— DIRECTIONS —
Could you say how many lines in the entries contain the string "value"? Give only that number.

— RECORDS FOR PROCESSING —

::::::::::

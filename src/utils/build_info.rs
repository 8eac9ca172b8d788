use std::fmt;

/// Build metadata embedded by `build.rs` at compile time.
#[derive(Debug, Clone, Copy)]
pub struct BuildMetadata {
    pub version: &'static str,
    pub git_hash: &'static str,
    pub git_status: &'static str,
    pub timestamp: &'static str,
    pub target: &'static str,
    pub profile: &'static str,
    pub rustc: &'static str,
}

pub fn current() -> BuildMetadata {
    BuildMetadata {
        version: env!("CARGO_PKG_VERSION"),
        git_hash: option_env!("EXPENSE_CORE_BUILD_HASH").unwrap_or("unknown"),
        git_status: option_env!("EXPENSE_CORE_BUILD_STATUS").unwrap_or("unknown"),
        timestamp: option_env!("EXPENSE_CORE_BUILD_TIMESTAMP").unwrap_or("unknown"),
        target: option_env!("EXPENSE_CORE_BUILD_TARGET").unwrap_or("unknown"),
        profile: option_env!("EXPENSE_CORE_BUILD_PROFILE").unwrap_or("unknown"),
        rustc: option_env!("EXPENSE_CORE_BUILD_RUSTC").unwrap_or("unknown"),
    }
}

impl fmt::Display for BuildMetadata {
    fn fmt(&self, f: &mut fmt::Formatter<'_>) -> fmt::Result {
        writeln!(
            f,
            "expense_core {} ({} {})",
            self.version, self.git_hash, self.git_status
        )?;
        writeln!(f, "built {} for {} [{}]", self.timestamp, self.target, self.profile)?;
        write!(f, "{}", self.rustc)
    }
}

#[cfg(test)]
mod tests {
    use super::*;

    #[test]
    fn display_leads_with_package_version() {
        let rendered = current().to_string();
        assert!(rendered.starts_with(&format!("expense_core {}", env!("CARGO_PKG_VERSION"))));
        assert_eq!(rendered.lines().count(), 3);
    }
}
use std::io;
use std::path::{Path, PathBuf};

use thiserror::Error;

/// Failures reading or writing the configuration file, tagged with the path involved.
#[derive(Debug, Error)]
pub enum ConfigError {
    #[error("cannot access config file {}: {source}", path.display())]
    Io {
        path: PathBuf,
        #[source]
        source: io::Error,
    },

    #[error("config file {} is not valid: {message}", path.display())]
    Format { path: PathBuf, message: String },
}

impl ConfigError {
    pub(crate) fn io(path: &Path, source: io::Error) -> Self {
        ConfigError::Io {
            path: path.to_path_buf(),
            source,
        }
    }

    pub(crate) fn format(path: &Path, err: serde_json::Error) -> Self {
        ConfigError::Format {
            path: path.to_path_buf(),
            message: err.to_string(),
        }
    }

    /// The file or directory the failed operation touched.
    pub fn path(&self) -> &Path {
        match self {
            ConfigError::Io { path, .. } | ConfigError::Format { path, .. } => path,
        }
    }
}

::::::::::

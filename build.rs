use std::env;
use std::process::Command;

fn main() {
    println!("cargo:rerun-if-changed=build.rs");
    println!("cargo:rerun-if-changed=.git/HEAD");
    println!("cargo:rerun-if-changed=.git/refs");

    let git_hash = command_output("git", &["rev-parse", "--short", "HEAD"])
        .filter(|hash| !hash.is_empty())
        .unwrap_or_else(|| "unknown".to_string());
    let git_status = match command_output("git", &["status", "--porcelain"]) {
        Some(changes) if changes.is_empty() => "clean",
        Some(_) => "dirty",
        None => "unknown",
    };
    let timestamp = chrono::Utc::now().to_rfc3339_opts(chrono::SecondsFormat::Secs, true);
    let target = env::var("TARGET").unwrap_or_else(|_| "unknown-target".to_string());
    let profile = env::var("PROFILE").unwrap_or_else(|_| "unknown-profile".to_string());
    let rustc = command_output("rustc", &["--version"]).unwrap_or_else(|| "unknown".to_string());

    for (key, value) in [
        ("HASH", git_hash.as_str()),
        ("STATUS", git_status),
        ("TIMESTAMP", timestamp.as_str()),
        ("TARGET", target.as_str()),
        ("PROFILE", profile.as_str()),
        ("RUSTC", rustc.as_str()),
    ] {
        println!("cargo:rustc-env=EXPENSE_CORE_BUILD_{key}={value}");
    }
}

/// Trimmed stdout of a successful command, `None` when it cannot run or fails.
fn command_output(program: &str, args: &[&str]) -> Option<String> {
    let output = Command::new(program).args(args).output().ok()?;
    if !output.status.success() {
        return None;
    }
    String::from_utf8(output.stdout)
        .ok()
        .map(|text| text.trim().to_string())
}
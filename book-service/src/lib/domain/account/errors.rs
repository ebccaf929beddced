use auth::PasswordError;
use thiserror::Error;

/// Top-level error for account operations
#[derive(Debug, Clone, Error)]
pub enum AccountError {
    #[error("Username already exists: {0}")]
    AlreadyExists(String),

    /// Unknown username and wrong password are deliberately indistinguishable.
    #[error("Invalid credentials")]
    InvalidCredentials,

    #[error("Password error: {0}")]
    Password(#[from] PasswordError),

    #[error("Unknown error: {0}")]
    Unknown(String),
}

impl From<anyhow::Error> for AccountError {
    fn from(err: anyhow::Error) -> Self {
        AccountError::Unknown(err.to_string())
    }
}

::::::::::

— EXPECTED ANSWER —
2